Stored items
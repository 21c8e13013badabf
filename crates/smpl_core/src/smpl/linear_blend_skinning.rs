use crate::common::{
    error::{check_dims, Result},
    metadata::SmplMetadata,
};
use burn::tensor::{backend::Backend, Tensor};

pub const COMPONENT: &str = "LinearBlendSkinning";

/// Skinning weights of every vertex over all joints, (V, J)
#[derive(Clone, Debug)]
pub struct LinearBlendSkinning<B: Backend> {
    pub lbs_weights: Tensor<B, 2>,
}
impl<B: Backend> LinearBlendSkinning<B> {
    /// # Errors
    /// Fails if the weights are not (V, J)
    pub fn new(lbs_weights: Tensor<B, 2>, metadata: &SmplMetadata) -> Result<Self> {
        check_dims(COMPONENT, "weights", lbs_weights.dims(), [metadata.num_verts, metadata.num_joints])?;
        Ok(Self { lbs_weights })
    }

    /// Blends the joint transforms per vertex and applies them to the rest shape
    /// # Errors
    /// Fails if the rest shape is not (N, V, 3) or the transforms are not (N, J, 4, 4)
    pub fn skin(&self, rest_shape: Tensor<B, 3>, transformations: Tensor<B, 4>) -> Result<Tensor<B, 3>> {
        let [nr_verts, nr_joints] = self.lbs_weights.dims();
        let [nr_batch, _, _] = rest_shape.dims();
        check_dims(COMPONENT, "rest shape", rest_shape.dims(), [nr_batch, nr_verts, 3])?;
        check_dims(COMPONENT, "transformations", transformations.dims(), [nr_batch, nr_joints, 4, 4])?;

        let per_vertex = self
            .lbs_weights
            .clone()
            .unsqueeze_dim::<3>(0)
            .repeat(&[nr_batch, 1, 1])
            .matmul(transformations.reshape([nr_batch, nr_joints, 16]))
            .reshape([nr_batch, nr_verts, 4, 4]);
        let posed = per_vertex.matmul(cart2homo(rest_shape).unsqueeze_dim::<4>(3)).squeeze::<3>(3);
        Ok(homo2cart(posed))
    }
}

/// (N, V, 3) -> (N, V, 4) with w = 1
pub fn cart2homo<B: Backend>(points: Tensor<B, 3>) -> Tensor<B, 3> {
    let [nr_batch, nr_points, _] = points.dims();
    let device = points.device();
    Tensor::cat(vec![points, Tensor::ones([nr_batch, nr_points, 1], &device)], 2)
}

/// (N, V, 4) -> (N, V, 3), dividing by w
pub fn homo2cart<B: Backend>(points: Tensor<B, 3>) -> Tensor<B, 3> {
    let [nr_batch, nr_points, _] = points.dims();
    let w = points.clone().slice([0..nr_batch, 0..nr_points, 3..4]);
    points.slice([0..nr_batch, 0..nr_points, 0..3]).div(w)
}

#[cfg(test)]
mod tests {
    use super::*;
    use crate::common::error::SmplError;
    use burn::backend::NdArray;
    use smpl_utils::bshare::tensor_to_data_float;

    type B = NdArray;

    fn translation(x: f32, y: f32, z: f32) -> [[f32; 4]; 4] {
        [[1.0, 0.0, 0.0, x], [0.0, 1.0, 0.0, y], [0.0, 0.0, 1.0, z], [0.0, 0.0, 0.0, 1.0]]
    }

    #[test]
    fn test_weights_blend_translations() {
        let device = Default::default();
        let metadata = SmplMetadata::new(2, 2, 1, 0);
        let weights = Tensor::<B, 2>::from_floats([[1.0, 0.0], [0.5, 0.5]], &device);
        let stage = LinearBlendSkinning::new(weights, &metadata).unwrap();
        let rest = Tensor::<B, 3>::from_floats([[[0.0, 0.0, 0.0], [1.0, 1.0, 1.0]]], &device);
        let transforms = Tensor::<B, 4>::from_floats([[translation(1.0, 0.0, 0.0), translation(0.0, 2.0, 0.0)]], &device);
        let verts = tensor_to_data_float(&stage.skin(rest, transforms).unwrap()).unwrap();
        assert_eq!(verts, vec![1.0, 0.0, 0.0, 1.5, 2.0, 1.0]);
    }

    #[test]
    fn test_identity_transforms_keep_rest_shape() {
        let device = Default::default();
        let metadata = SmplMetadata::new(3, 2, 1, 0);
        let weights = Tensor::<B, 2>::from_floats([[0.2, 0.8], [1.0, 0.0], [0.5, 0.5]], &device);
        let stage = LinearBlendSkinning::new(weights, &metadata).unwrap();
        let rest = Tensor::<B, 3>::from_floats([[[0.1, 0.2, 0.3], [-1.0, 0.0, 2.0], [4.0, 5.0, 6.0]]], &device).repeat(&[2, 1, 1]);
        let transforms = Tensor::<B, 2>::eye(4, &device).reshape([1, 1, 4, 4]).repeat(&[2, 2, 1, 1]);
        let verts = tensor_to_data_float(&stage.skin(rest.clone(), transforms).unwrap()).unwrap();
        for (v, r) in verts.iter().zip(tensor_to_data_float(&rest).unwrap()) {
            assert!((v - r).abs() < 1e-6);
        }
    }

    #[test]
    fn test_transform_count_must_match_weights() {
        let device = Default::default();
        let metadata = SmplMetadata::new(1, 2, 1, 0);
        let stage = LinearBlendSkinning::new(Tensor::<B, 2>::ones([1, 2], &device), &metadata).unwrap();
        let rest = Tensor::<B, 3>::zeros([1, 1, 3], &device);
        let transforms = Tensor::<B, 4>::zeros([1, 3, 4, 4], &device);
        let err = stage.skin(rest, transforms).unwrap_err();
        assert!(matches!(err, SmplError::Shape { component: COMPONENT, .. }));
    }

    #[test]
    fn test_homogeneous_roundtrip() {
        let device = Default::default();
        let points = Tensor::<B, 3>::from_floats([[[1.0, 2.0, 3.0]]], &device);
        let homo = cart2homo(points);
        assert_eq!(tensor_to_data_float(&homo).unwrap(), vec![1.0, 2.0, 3.0, 1.0]);
        let scaled = homo.mul_scalar(2.0);
        assert_eq!(tensor_to_data_float(&homo2cart(scaled)).unwrap(), vec![1.0, 2.0, 3.0]);
    }
}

WHAT THE EXERCISE ASKS.
The response must be an exact reproduction of all the entries.

EXERCISE OUTPUT.
repository 21c8e13013badabf
filename crates/smpl_core/src/smpl/linear_blend_skinning.rs
use crate::common::{
    error::{check_dims, Result},
    metadata::SmplMetadata,
};
use burn::tensor::{backend::Backend, Tensor};

pub const COMPONENT: &str = "LinearBlendSkinning";

/// Skinning weights of every vertex over all joints, (V, J)
#[derive(Clone, Debug)]
pub struct LinearBlendSkinning<B: Backend> {
    pub lbs_weights: Tensor<B, 2>,
}
impl<B: Backend> LinearBlendSkinning<B> {
    /// # Errors
    /// Fails if the weights are not (V, J)
    pub fn new(lbs_weights: Tensor<B, 2>, metadata: &SmplMetadata) -> Result<Self> {
        check_dims(COMPONENT, "weights", lbs_weights.dims(), [metadata.num_verts, metadata.num_joints])?;
        Ok(Self { lbs_weights })
    }

    /// Blends the joint transforms per vertex and applies them to the rest shape
    /// # Errors
    /// Fails if the rest shape is not (N, V, 3) or the transforms are not (N, J, 4, 4)
    pub fn skin(&self, rest_shape: Tensor<B, 3>, transformations: Tensor<B, 4>) -> Result<Tensor<B, 3>> {
        let [nr_verts, nr_joints] = self.lbs_weights.dims();
        let [nr_batch, _, _] = rest_shape.dims();
        check_dims(COMPONENT, "rest shape", rest_shape.dims(), [nr_batch, nr_verts, 3])?;
        check_dims(COMPONENT, "transformations", transformations.dims(), [nr_batch, nr_joints, 4, 4])?;

        let per_vertex = self
            .lbs_weights
            .clone()
            .unsqueeze_dim::<3>(0)
            .repeat(&[nr_batch, 1, 1])
            .matmul(transformations.reshape([nr_batch, nr_joints, 16]))
            .reshape([nr_batch, nr_verts, 4, 4]);
        let posed = per_vertex.matmul(cart2homo(rest_shape).unsqueeze_dim::<4>(3)).squeeze::<3>(3);
        Ok(homo2cart(posed))
    }
}

/// (N, V, 3) -> (N, V, 4) with w = 1
pub fn cart2homo<B: Backend>(points: Tensor<B, 3>) -> Tensor<B, 3> {
    let [nr_batch, nr_points, _] = points.dims();
    let device = points.device();
    Tensor::cat(vec![points, Tensor::ones([nr_batch, nr_points, 1], &device)], 2)
}

/// (N, V, 4) -> (N, V, 3), dividing by w
pub fn homo2cart<B: Backend>(points: Tensor<B, 3>) -> Tensor<B, 3> {
    let [nr_batch, nr_points, _] = points.dims();
    let w = points.clone().slice([0..nr_batch, 0..nr_points, 3..4]);
    points.slice([0..nr_batch, 0..nr_points, 0..3]).div(w)
}

#[cfg(test)]
mod tests {
    use super::*;
    use crate::common::error::SmplError;
    use burn::backend::NdArray;
    use smpl_utils::bshare::tensor_to_data_float;

    type B = NdArray;

    fn translation(x: f32, y: f32, z: f32) -> [[f32; 4]; 4] {
        [[1.0, 0.0, 0.0, x], [0.0, 1.0, 0.0, y], [0.0, 0.0, 1.0, z], [0.0, 0.0, 0.0, 1.0]]
    }

    #[test]
    fn test_weights_blend_translations() {
        let device = Default::default();
        let metadata = SmplMetadata::new(2, 2, 1, 0);
        let weights = Tensor::<B, 2>::from_floats([[1.0, 0.0], [0.5, 0.5]], &device);
        let stage = LinearBlendSkinning::new(weights, &metadata).unwrap();
        let rest = Tensor::<B, 3>::from_floats([[[0.0, 0.0, 0.0], [1.0, 1.0, 1.0]]], &device);
        let transforms = Tensor::<B, 4>::from_floats([[translation(1.0, 0.0, 0.0), translation(0.0, 2.0, 0.0)]], &device);
        let verts = tensor_to_data_float(&stage.skin(rest, transforms).unwrap()).unwrap();
        assert_eq!(verts, vec![1.0, 0.0, 0.0, 1.5, 2.0, 1.0]);
    }

    #[test]
    fn test_identity_transforms_keep_rest_shape() {
        let device = Default::default();
        let metadata = SmplMetadata::new(3, 2, 1, 0);
        let weights = Tensor::<B, 2>::from_floats([[0.2, 0.8], [1.0, 0.0], [0.5, 0.5]], &device);
        let stage = LinearBlendSkinning::new(weights, &metadata).unwrap();
        let rest = Tensor::<B, 3>::from_floats([[[0.1, 0.2, 0.3], [-1.0, 0.0, 2.0], [4.0, 5.0, 6.0]]], &device).repeat(&[2, 1, 1]);
        let transforms = Tensor::<B, 2>::eye(4, &device).reshape([1, 1, 4, 4]).repeat(&[2, 2, 1, 1]);
        let verts = tensor_to_data_float(&stage.skin(rest.clone(), transforms).unwrap()).unwrap();
        for (v, r) in verts.iter().zip(tensor_to_data_float(&rest).unwrap()) {
            assert!((v - r).abs() < 1e-6);
        }
    }

    #[test]
    fn test_transform_count_must_match_weights() {
        let device = Default::default();
        let metadata = SmplMetadata::new(1, 2, 1, 0);
        let stage = LinearBlendSkinning::new(Tensor::<B, 2>::ones([1, 2], &device), &metadata).unwrap();
        let rest = Tensor::<B, 3>::zeros([1, 1, 3], &device);
        let transforms = Tensor::<B, 4>::zeros([1, 3, 4, 4], &device);
        let err = stage.skin(rest, transforms).unwrap_err();
        assert!(matches!(err, SmplError::Shape { component: COMPONENT, .. }));
    }

    #[test]
    fn test_homogeneous_roundtrip() {
        let device = Default::default();
        let points = Tensor::<B, 3>::from_floats([[[1.0, 2.0, 3.0]]], &device);
        let homo = cart2homo(points);
        assert_eq!(tensor_to_data_float(&homo).unwrap(), vec![1.0, 2.0, 3.0, 1.0]);
        let scaled = homo.mul_scalar(2.0);
        assert_eq!(tensor_to_data_float(&homo2cart(scaled)).unwrap(), vec![1.0, 2.0, 3.0]);
    }
}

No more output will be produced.